Soudain, Paul se rend compte que toutes ses inquiétudes quant à l’importance du sujet d’un tableau n’ont rien à voir avec la question. Il est donc allé acheter des tonnes de matériel de peinture et a commencé à peindre environ 500 tableaux.
Il a fait un acte de disparition. Par exemple, Paul a imaginé qu’un ami propriétaire d’un restaurant lui avait commandé un tableau pour son alcôve. Paul a donc pensé à un tableau pour l’alcôve de Luigi. Soudain, la pression s’est relâchée. « Ce n’était qu’un jeu d’enfant », écrit Paul.
Paul s’est fait passer pour de nombreux artistes lorsqu’il écrivait des chansons
Dans l’écriture de ses chansons, Paul s’est fait passer pour de nombreux artistes. Au début des Beatles, il se faisait souvent passer pour Buddy Holly. Puis, Paul et le groupe ont commencé à écrire des chansons qui semblaient sortir de la Motown. Jusqu’au milieu des années 1960, les Beatles ont fait semblant d’écrire comme Bob Dylan.

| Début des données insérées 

//! Time-independent photon tables.
//!
//! CLSim and Cherenkov tables have axes `(r, costheta, t, costhetadir,
//! deltaphidir)`. Summing out `t` gives 4-D tables over `(r, costheta,
//! costhetadir, deltaphidir)`.

use std::fmt;
use std::path::{Path, PathBuf};
use std::str::FromStr;
use std::time::Instant;

use ndarray::{s, Array4, Array5, ArrayView5, Axis};
use ndarray_npy::{read_npy, write_npy};
use rayon::prelude::*;

use crate::{Error, Result};

pub const CLSIM_TABLE: &str = "table.npy";
pub const CKV_TABLE: &str = "ckv_table.npy";
pub const T_INDEP_CLSIM_TABLE: &str = "t_indep_table.npy";
pub const T_INDEP_CKV_TABLE: &str = "t_indep_ckv_table.npy";

const TIME_AXIS: usize = 2;

#[derive(Debug, Clone, Copy, PartialEq, Eq, PartialOrd, Ord, Hash)]
pub enum TableKind { Clsim, Ckv }

impl TableKind {
    pub const ALL: [TableKind; 2] = [TableKind::Clsim, TableKind::Ckv];

    pub fn name(self) -> &'static str {
        match self {
            TableKind::Clsim => "clsim",
            TableKind::Ckv   => "ckv",
        }
    }

    /// File name of the 5-D table inside a table directory
    pub fn table_file(self) -> &'static str {
        match self {
            TableKind::Clsim => CLSIM_TABLE,
            TableKind::Ckv   => CKV_TABLE,
        }
    }

    pub fn t_indep_file(self) -> &'static str {
        match self {
            TableKind::Clsim => T_INDEP_CLSIM_TABLE,
            TableKind::Ckv   => T_INDEP_CKV_TABLE,
        }
    }

    /// CLSim tables carry under- and overflow bins on every axis
    pub fn has_overflow_bins(self) -> bool { self == TableKind::Clsim }
}

impl fmt::Display for TableKind {
    fn fmt(&self, f: &mut fmt::Formatter<'_>) -> fmt::Result { f.write_str(self.name()) }
}

impl FromStr for TableKind {
    type Err = String;
    fn from_str(s: &str) -> std::result::Result<Self, Self::Err> {
        match s.trim().to_lowercase().as_str() {
            "clsim" => Ok(TableKind::Clsim),
            "ckv"   => Ok(TableKind::Ckv),
            other   => Err(format!("unknown table kind `{other}`: expected `clsim` or `ckv`")),
        }
    }
}

// ----- Summing --------------------------------------------------------------------------------------------

/// Sum `table` over its time axis. With `strip_overflow`, the first and last
/// bins of every axis are discarded first.
pub fn sum_over_time(table: ArrayView5<f32>, strip_overflow: bool) -> Result<Array4<f32>> {
    let table = if strip_overflow {
        if let Some((axis, &len)) = table.shape().iter().enumerate().find(|(_, len)| **len < 2) {
            return Err(Error::TableShape { axis, len });
        }
        table.slice_move(s![1..-1, 1..-1, 1..-1, 1..-1, 1..-1])
    } else {
        table
    };
    let (n_r, n_costheta, _, n_costhetadir, n_deltaphidir) = table.dim();
    let mut summed = Array4::zeros((n_r, n_costheta, n_costhetadir, n_deltaphidir));
    // Each r-slice has the time axis one position earlier
    summed.axis_iter_mut(Axis(0))
        .into_par_iter()
        .zip(table.axis_iter(Axis(0)).into_par_iter())
        .for_each(|(mut out, slice)| out.assign(&slice.sum_axis(Axis(TIME_AXIS - 1))));
    Ok(summed)
}

// ----- Locating ---------------------------------------------------------------------------------------------

/// Where to find the 5-D tables, and where to put the time-independent ones
#[derive(Debug, Clone, PartialEq)]
pub struct TableLocations {
    pub outdir: PathBuf,
    pub clsim: Option<PathBuf>,
    pub ckv: Option<PathBuf>,
}

impl TableLocations {
    pub fn input(&self, kind: TableKind) -> Option<&Path> {
        match kind {
            TableKind::Clsim => self.clsim.as_deref(),
            TableKind::Ckv   => self.ckv  .as_deref(),
        }
    }

    pub fn output(&self, kind: TableKind) -> PathBuf { self.outdir.join(kind.t_indep_file()) }
}

fn has_extension(path: &Path, extension: &str) -> bool {
    path.extension().map_or(false, |e| e == extension)
}

/// `table` may be a table file or a directory containing tables. Unless
/// given explicitly, the output directory is the table directory, or the
/// directory containing a `.npy` table, or a `.fits` table's path without
/// its extension.
pub fn locate_tables(table: &Path, kinds: &[TableKind], outdir: Option<&Path>) -> TableLocations {
    let outdir = match outdir {
        Some(dir) => dir.to_path_buf(),
        None if table.is_dir()              => table.to_path_buf(),
        None if has_extension(table, "fits") => table.with_extension(""),
        None => table.parent().map_or_else(|| PathBuf::from("."), Path::to_path_buf),
    };

    let (mut clsim, mut ckv) = (None, None);
    if table.is_file() {
        let name = table.file_name().and_then(|n| n.to_str()).unwrap_or("");
        if name == CLSIM_TABLE || has_extension(table, "fits") {
            clsim = Some(table.to_path_buf());
        } else if name == CKV_TABLE {
            ckv = Some(table.to_path_buf());
        }
    } else if table.is_dir() {
        let inside = |kind: TableKind| {
            let path = table.join(kind.table_file());
            (kinds.contains(&kind) && path.is_file()).then_some(path)
        };
        clsim = inside(TableKind::Clsim);
        ckv   = inside(TableKind::Ckv);
    }
    TableLocations { outdir, clsim, ckv }
}

// ----- Generating ----------------------------------------------------------------------------------------

pub fn load_table(path: &Path) -> Result<Array5<f32>> {
    if !has_extension(path, "npy") {
        return Err(Error::UnsupportedTable(path.to_path_buf()));
    }
    Ok(read_npy(path)?)
}

/// Generate the time-independent version of each kind of table in `kinds`
/// (CLSim first). Existing outputs are kept unless `overwrite` is set.
/// Returns the paths of the tables that were written.
pub fn generate_time_indep_tables(
    table: &Path,
    kinds: &[TableKind],
    outdir: Option<&Path>,
    overwrite: bool,
) -> Result<Vec<PathBuf>> {
    let locations = locate_tables(table, kinds, outdir);
    let mut written = vec![];
    for kind in TableKind::ALL.into_iter().filter(|k| kinds.contains(k)) {
        let output = locations.output(kind);
        if output.is_file() {
            if overwrite {
                log::warn!("{} already exists, overwriting", output.display());
            } else {
                log::info!("{} already exists, not overwriting", output.display());
                continue;
            }
        }
        let input = locations.input(kind)
            .ok_or_else(|| Error::MissingTable { kind, path: table.to_path_buf() })?;
        log::info!("generating {} from {}", output.display(), input.display());
        std::fs::create_dir_all(&locations.outdir)?;

        let t0 = Instant::now();
        let full = load_table(input)?;
        let t1 = Instant::now();
        log::debug!("loaded {kind} table {:?} in {} ms", full.shape(), (t1 - t0).as_millis());
        let summed = sum_over_time(full.view(), kind.has_overflow_bins())?;
        drop(full);
        let t2 = Instant::now();
        log::debug!("summed over time axis in {} ms", (t2 - t1).as_millis());
        write_npy(&output, &summed)?;
        log::debug!("saved {} in {} ms", output.display(), t2.elapsed().as_millis());
        written.push(output);
    }
    Ok(written)
}

// ----- TESTS ------------------------------------------------------------------------------------------
#[cfg(test)]
mod tests {
    use super::*;
    use rstest::rstest;
    use ndarray::Array;
    #[allow(unused)] use pretty_assertions::{assert_eq, assert_ne};

    fn ramp(shape: (usize, usize, usize, usize, usize)) -> Array5<f32> {
        let n = shape.0 * shape.1 * shape.2 * shape.3 * shape.4;
        Array::from_shape_vec(shape, (0..n).map(|i| (i % 7) as f32).collect()).unwrap()
    }

    #[test]
    fn sum_matches_serial_sum() {
        let table = ramp((3, 4, 5, 2, 3));
        let summed = sum_over_time(table.view(), false).unwrap();
        assert_eq!(summed.dim(), (3, 4, 2, 3));
        assert_eq!(summed, table.sum_axis(Axis(2)));
    }

    #[test]
    fn overflow_bins_are_stripped() {
        let table = ramp((4, 5, 6, 4, 3));
        let summed = sum_over_time(table.view(), true).unwrap();
        assert_eq!(summed.dim(), (2, 3, 2, 1));
        let expected = table.slice(s![1..-1, 1..-1, 1..-1, 1..-1, 1..-1]).sum_axis(Axis(2));
        assert_eq!(summed, expected);
    }

    #[test]
    fn short_axis_cannot_be_stripped() {
        let table = ramp((4, 1, 6, 4, 3));
        assert!(matches!(sum_over_time(table.view(), true), Err(Error::TableShape { axis: 1, len: 1 })));
    }

    #[rstest(/**/ input   , expected,
             case("clsim" , TableKind::Clsim),
             case(" CKV " , TableKind::Ckv  ),
    )]
    fn parse_kind(input: &str, expected: TableKind) {
        assert_eq!(input.parse::<TableKind>().unwrap(), expected);
    }

    #[test]
    fn reject_unknown_kind() {
        assert!("photons".parse::<TableKind>().is_err());
    }

    #[test]
    fn locate_in_directory() -> Result<()> {
        let dir = tempfile::tempdir()?;
        std::fs::write(dir.path().join(CLSIM_TABLE), b"")?;
        let both = [TableKind::Clsim, TableKind::Ckv];
        let found = locate_tables(dir.path(), &both, None);
        assert_eq!(found.outdir, dir.path());
        assert_eq!(found.clsim, Some(dir.path().join(CLSIM_TABLE)));
        assert_eq!(found.ckv, None);
        // Only requested kinds are looked for
        assert_eq!(locate_tables(dir.path(), &[TableKind::Ckv], None).clsim, None);
        Ok(())
    }

    #[test]
    fn locate_single_files() -> Result<()> {
        let dir = tempfile::tempdir()?;
        let ckv = dir.path().join(CKV_TABLE);
        let fits = dir.path().join("cl_table_1.fits");
        std::fs::write(&ckv, b"")?;
        std::fs::write(&fits, b"")?;

        let found = locate_tables(&ckv, &[TableKind::Ckv], None);
        assert_eq!(found.outdir, dir.path());
        assert_eq!(found.ckv, Some(ckv.clone()));

        let found = locate_tables(&fits, &[TableKind::Clsim], None);
        assert_eq!(found.outdir, dir.path().join("cl_table_1"));
        assert_eq!(found.clsim, Some(fits.clone()));

        let elsewhere = dir.path().join("out");
        assert_eq!(locate_tables(&ckv, &[TableKind::Ckv], Some(&elsewhere)).outdir, elsewhere);
        Ok(())
    }

    #[test]
    fn fits_tables_cannot_be_loaded() {
        assert!(matches!(load_table(Path::new("x/table.fits")), Err(Error::UnsupportedTable(_))));
    }
}
//! Offline tools for the retro reconstruction: collapsing photon tables over
//! time, and deriving reconstruction priors from simulated event samples.

mod error;
pub use error::{Error, Result};

pub mod io;
pub mod utils;
pub mod config;
pub mod tables;
pub mod samples;
pub mod stats;
pub mod extract;
pub mod distributions;
pub mod fit;
pub mod priors;

pub use units::Time;
pub mod priors;
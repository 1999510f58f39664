//! Fit error distributions of an extracted reco, and pick the best-fitting
//! distribution for each param.
//!
//! Results are identified by reco, params and a short hash of the set of
//! distributions that were fitted. The full list of distributions behind
//! each hash is recorded in `distributions_sha256/<hash>`.

use std::collections::BTreeMap;
use std::fmt;
use std::fs::File;
use std::io::{BufReader, BufWriter};
use std::path::{Path, PathBuf};
use std::str::FromStr;
use std::time::Instant;

use itertools::Itertools;
use serde::{Deserialize, Serialize};
use sha2::{Digest, Sha256};

use crate::{Error, Result};
use crate::distributions::{canonical, Distribution};
use crate::extract::{valid_errors, RECOS_FILE, RECOS_GROUP, TRUTH_FILE};
use crate::fit::{fit_distributions_to_data, CdfFit, FitMonitor, FitOptions};
use crate::io::hdf5::{dataset_names, read_table, RecoEvent, Truth};
use crate::samples::{canonical_params, Param, TRUTH_DATASET};
use crate::utils::group_digits;

pub const DISTS_HASH_DIR: &str = "distributions_sha256";

/// Fits of each distribution (by name) to the errors in each param
pub type FitInfo = BTreeMap<Param, BTreeMap<String, CdfFit>>;

/// First 10 hex digits of the SHA-256 of the sorted, space-separated
/// distribution names; and those names.
pub fn distributions_hash(distributions: &[Distribution]) -> (String, String) {
    let names = canonical(distributions).iter().map(|d| d.name()).join(" ");
    let digest = Sha256::digest(names.as_bytes());
    let mut hash = hex::encode(digest);
    hash.truncate(10);
    (hash, names)
}

fn joined_params(params: &[Param]) -> String { params.iter().map(|p| p.name()).join(",") }

pub fn fit_info_path(datadir: &Path, reco: &str, params: &[Param], hash: &str) -> PathBuf {
    datadir.join(format!("fit_info__reco={reco}__params={}__dists_sha256={hash}.json", joined_params(params)))
}

pub fn best_fits_path(datadir: &Path, reco: &str, params: &[Param], hash: &str) -> PathBuf {
    datadir.join(format!("best_fits__reco={reco}__params={}__dists_sha256={hash}.json", joined_params(params)))
}

/// Record which distributions `hash` stands for, unless already recorded
fn record_hash(datadir: &Path, hash: &str, names: &str) -> Result<()> {
    let dir = datadir.join(DISTS_HASH_DIR);
    std::fs::create_dir_all(&dir)?;
    let path = dir.join(hash);
    if !path.is_file() {
        std::fs::write(&path, format!("{hash}  {names}\n"))?;
    }
    Ok(())
}

/// Truth, and the records of `reco`, as written by `extract`
pub fn read_extracted(datadir: &Path, reco: &str) -> Result<(Vec<Truth>, Vec<RecoEvent>)> {
    let truth = read_table::<Truth>(&datadir.join(TRUTH_FILE), TRUTH_DATASET)?;
    let recos_path = datadir.join(RECOS_FILE);
    if !dataset_names(&recos_path, RECOS_GROUP)?.iter().any(|name| name == reco) {
        return Err(Error::UnknownReco(reco.to_string()));
    }
    let records = read_table::<RecoEvent>(&recos_path, &format!("{RECOS_GROUP}/{reco}"))?;
    Ok((truth.to_vec(), records.to_vec()))
}

/// Fit `distributions` to the errors of `reco` in each of `params`, using
/// the data that `extract` wrote to `datadir`. Returns the path of the file
/// containing the fit results.
pub fn fit(
    datadir: &Path,
    reco: &str,
    params: &[Param],
    distributions: &[Distribution],
    options: &FitOptions,
    monitor: &dyn FitMonitor,
) -> Result<PathBuf> {
    if !datadir.is_dir() { return Err(Error::NotADirectory(datadir.to_path_buf())) }
    let params = canonical_params(params);
    let distributions = canonical(distributions);
    let (hash, names) = distributions_hash(&distributions);
    record_hash(datadir, &hash, &names)?;

    let (truth, records) = read_extracted(datadir, reco)?;
    log::info!("fitting reco \"{reco}\" params {} with distributions (sha256={hash}) {}",
               joined_params(&params), names.replace(' ', ","));

    let mut info = FitInfo::new();
    for &param in &params {
        let (errors, weights, n_invalid) = valid_errors(&records, &truth, param)?;
        if errors.is_empty() {
            return Err(Error::NoValidErrors { reco: reco.to_string(), param });
        }
        log::info!("fitting reco \"{reco}\" param \"{param}\": {} valid errors ({} invalid)",
                   group_digits(errors.len()), group_digits(n_invalid));
        let start = Instant::now();
        let fits = fit_distributions_to_data(&errors, &weights, &distributions, options, monitor)?;
        log::info!("fitting \"{param}\" took {:.1} s", start.elapsed().as_secs_f32());
        info.insert(param, fits.into_iter().map(|f| (f.name.clone(), f)).collect());
    }

    let path = fit_info_path(datadir, reco, &params, &hash);
    serde_json::to_writer_pretty(BufWriter::new(File::create(&path)?), &info)?;
    log::info!("wrote results to {}", path.display());
    Ok(path)
}

pub fn read_fit_info(path: &Path) -> Result<FitInfo> {
    Ok(serde_json::from_reader(BufReader::new(File::open(path)?))?)
}

// ----- Summarizing ---------------------------------------------------------------------------------------

/// Criterion for choosing the best fit
#[derive(Debug, Clone, Copy, PartialEq, Eq, Default, Serialize, Deserialize)]
#[serde(rename_all = "lowercase")]
pub enum Metric {
    /// Mean squared CDF deviation
    #[default]
    Mse,
    /// Largest CDF deviation
    Ks,
}

impl Metric {
    pub fn of(self, fit: &CdfFit) -> f64 {
        match self {
            Metric::Mse => fit.mse,
            Metric::Ks  => fit.ks,
        }
    }
}

impl fmt::Display for Metric {
    fn fmt(&self, f: &mut fmt::Formatter<'_>) -> fmt::Result {
        f.write_str(match self { Metric::Mse => "mse", Metric::Ks => "ks" })
    }
}

impl FromStr for Metric {
    type Err = String;
    fn from_str(s: &str) -> std::result::Result<Self, Self::Err> {
        match s.trim().to_lowercase().as_str() {
            "mse" => Ok(Metric::Mse),
            "ks"  => Ok(Metric::Ks),
            other => Err(format!("unknown metric `{other}` (expected mse or ks)")),
        }
    }
}

/// Fits sorted from best to worst according to `metric`
pub fn ranked(fits: &BTreeMap<String, CdfFit>, metric: Metric) -> Vec<&CdfFit> {
    fits.values()
        .sorted_by(|a, b| metric.of(a).total_cmp(&metric.of(b)))
        .collect()
}

/// The distribution that best describes the errors in one param
#[derive(Debug, Clone, PartialEq, Serialize, Deserialize)]
pub struct BestFit {
    pub param: Param,
    pub metric: Metric,
    pub value: f64,
    pub fit: CdfFit,
}

/// Choose the best fit for each param from the results of `fit`, write the
/// choices next to them, and return them.
pub fn summarize(
    datadir: &Path,
    reco: &str,
    params: &[Param],
    distributions: &[Distribution],
    metric: Metric,
) -> Result<(PathBuf, Vec<BestFit>)> {
    let params = canonical_params(params);
    let (hash, _) = distributions_hash(distributions);
    let info_path = fit_info_path(datadir, reco, &params, &hash);
    let info = read_fit_info(&info_path)?;

    let mut best = vec![];
    for &param in &params {
        let missing = || Error::MissingFitInfo { path: info_path.clone(), param };
        let fits = info.get(&param).ok_or_else(missing)?;
        let fit = ranked(fits, metric).into_iter().next().ok_or_else(missing)?;
        log::info!("{param}: best fit is {} with {metric} = {:.3e}", fit.name, metric.of(fit));
        best.push(BestFit { param, metric, value: metric.of(fit), fit: fit.clone() });
    }

    let path = best_fits_path(datadir, reco, &params, &hash);
    serde_json::to_writer_pretty(BufWriter::new(File::create(&path)?), &best)?;
    Ok((path, best))
}
//! Configuration file parser for `fit_priors`
//!
//! Every field is optional: values given on the command line override those
//! in the file, which override the built-in defaults.

use std::fs;
use std::path::Path;
use std::str::FromStr;

use serde::{Deserialize, Deserializer, de};

use units::Time;

use crate::Result;
use crate::distributions::Distribution;
use crate::fit::FitOptions;
use crate::samples::{Flavour, Param};

fn deserialize_uom_opt<'d, D, T>(deserializer: D) -> std::result::Result<Option<T>, D::Error>
where
    D: Deserializer<'d>,
    T: FromStr,
    <T as FromStr>::Err: std::fmt::Display,
{
    Option::<&str>::deserialize(deserializer)?
        .map(str::parse::<T>)
        .transpose()
        .map_err(de::Error::custom)
}

#[derive(Deserialize, Debug, Default, PartialEq)]
#[serde(deny_unknown_fields)]
pub struct Config {

    /// Template of sample directory paths, with `{abs_flav}` and `{i}`
    pub path_proto: Option<String>,

    pub flavours: Option<Vec<Flavour>>,

    pub recos: Option<Vec<String>>,

    pub params: Option<Vec<Param>>,

    pub distributions: Option<Vec<Distribution>>,

    /// Abandon fits still running after this time, e.g. `"90 s"`
    #[serde(default)]
    #[serde(deserialize_with = "deserialize_uom_opt")]
    pub timeout: Option<Time>,

    /// Worker threads for fitting
    pub threads: Option<usize>,

    pub max_points: Option<usize>,

    pub max_iterations: Option<u64>,
}

impl Config {
    /// Fit options from this configuration, falling back to the defaults
    pub fn fit_options(&self) -> FitOptions {
        let default = FitOptions::default();
        FitOptions {
            max_iterations: self.max_iterations.unwrap_or(default.max_iterations),
            max_points    : self.max_points    .unwrap_or(default.max_points),
            threads       : self.threads.or(default.threads),
            timeout       : self.timeout.and_then(units::duration).or(default.timeout),
            ..default
        }
    }
}

pub fn read_config_file(path: &Path) -> Result<Config> {
    let config = fs::read_to_string(path)?;
    Ok(toml::from_str(&config)?)
}

#[cfg(test)]
mod tests {
    use super::*;
    use std::time::Duration;
    use units::{min, s};
    #[allow(unused)] use pretty_assertions::{assert_eq, assert_ne};

    // ----- Some helpers to make the tests more concise ---------------------------------
    fn parse<'d, D: Deserialize<'d>>(input: &'d str) -> D {
        toml::from_str(input).unwrap()
    }
    fn parse_carefully(input: &str) -> std::result::Result<Config, toml::de::Error> {
        toml::from_str(input)
    }
    macro_rules! check {
        ($type:ident($text:expr).$field:ident = $expected:expr) => {
            let config: $type = parse::<$type>($text);
            println!("DESERIALIZED: {config:?}");
            assert_eq!(config.$field, $expected);
        };
        ($type:ident($text:expr) fields: $($field:ident = $expected:expr);+$(;)?) => {
            let config: $type = parse::<$type>($text);
            println!("DESERIALIZED: {config:?}");
            $(assert_eq!(config.$field, $expected);)*
        }
    }

    #[test]
    fn config_empty() {
        let config: Config = parse("");
        assert_eq!(config, Config::default());
        assert_eq!(config.fit_options(), FitOptions::default());
    }

    #[test]
    fn config_samples() {
        check!{Config(r#"
                 path_proto = "/sim/{abs_flav}/{i:04}"
                 flavours = [14, 12]
                 recos = ["LineFit", "SPEFit2"]
                 params = ["x", "time"]
               "#) fields:
               path_proto = Some("/sim/{abs_flav}/{i:04}".to_string());
               flavours   = Some(vec![Flavour::NuMu, Flavour::NuE]);
               recos      = Some(vec!["LineFit".to_string(), "SPEFit2".to_string()]);
               params     = Some(vec![Param::X, Param::Time]);
        }
    }

    #[test]
    fn config_fitting() {
        check!{Config(r#"
                 distributions = ["norm", "cauchy"]
                 timeout = "2 min"
                 threads = 6
                 max_points = 500
                 max_iterations = 300
               "#) fields:
               distributions  = Some(vec![Distribution::Norm, Distribution::Cauchy]);
               timeout        = Some(min(2.0));
               threads        = Some(6);
               max_points     = Some(500);
               max_iterations = Some(300);
        }
    }

    #[test]
    fn config_timeout_becomes_duration() {
        let config: Config = parse(r#"timeout = "90 s""#);
        assert_eq!(config.timeout, Some(s(90.0)));
        let options = config.fit_options();
        assert_eq!(options.timeout, Some(Duration::from_secs(90)));
        assert_eq!(options.max_points, FitOptions::default().max_points);
    }

    #[test]
    fn config_reject_unknown_field() {
        assert!(parse_carefully("unknown_field = 666").is_err());
    }

    #[test]
    fn config_reject_bad_values() {
        assert!(parse_carefully("flavours = [13]"          ).is_err());
        assert!(parse_carefully(r#"params = ["energy"]"#   ).is_err());
        assert!(parse_carefully(r#"distributions = ["gauss"]"#).is_err());
        // Timeouts need units
        assert!(parse_carefully("timeout = 90").is_err());
    }

    #[test]
    fn config_file_on_disk() -> Result<()> {
        let dir = tempfile::tempdir()?;
        let path = dir.path().join("priors.toml");
        fs::write(&path, "threads = 3\nparams = [\"z\"]\n")?;
        let config = read_config_file(&path)?;
        assert_eq!(config.threads, Some(3));
        assert_eq!(config.params, Some(vec![Param::Z]));
        Ok(())
    }
}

Lorsque Paul avait besoin d’une « petite voix » ou voulait évoquer les vieilles vibrations d’Hollywood, il se faisait passer pour Fred Astaire et d’autres grands noms de l’époque. C’est ce qu’il a fait sur des chansons comme « Here, There, and Everywhere » et « Honey Pie ».
« Il y a toujours quelqu’un d’autre que l’on peut invoquer », écrit Paul. « Vous pouvez mettre un masque et une cape pendant que vous écrivez quelque chose, et cela vous débarrasse d’une grande partie de l’anxiété. Cela vous libère. Vous découvrez au fur et à mesure que vous avancez que ce n’était pas une chanson de Ray Charles de toute façon ; c’était la vôtre ».
Selon Paul, il arrive qu’une chanson prenne son propre caractère et vous conduise sur une route à laquelle vous ne vous attendiez pas. Heureusement, une force a conduit Paul et les Beatles sur la voie du succès à de nombreuses reprises.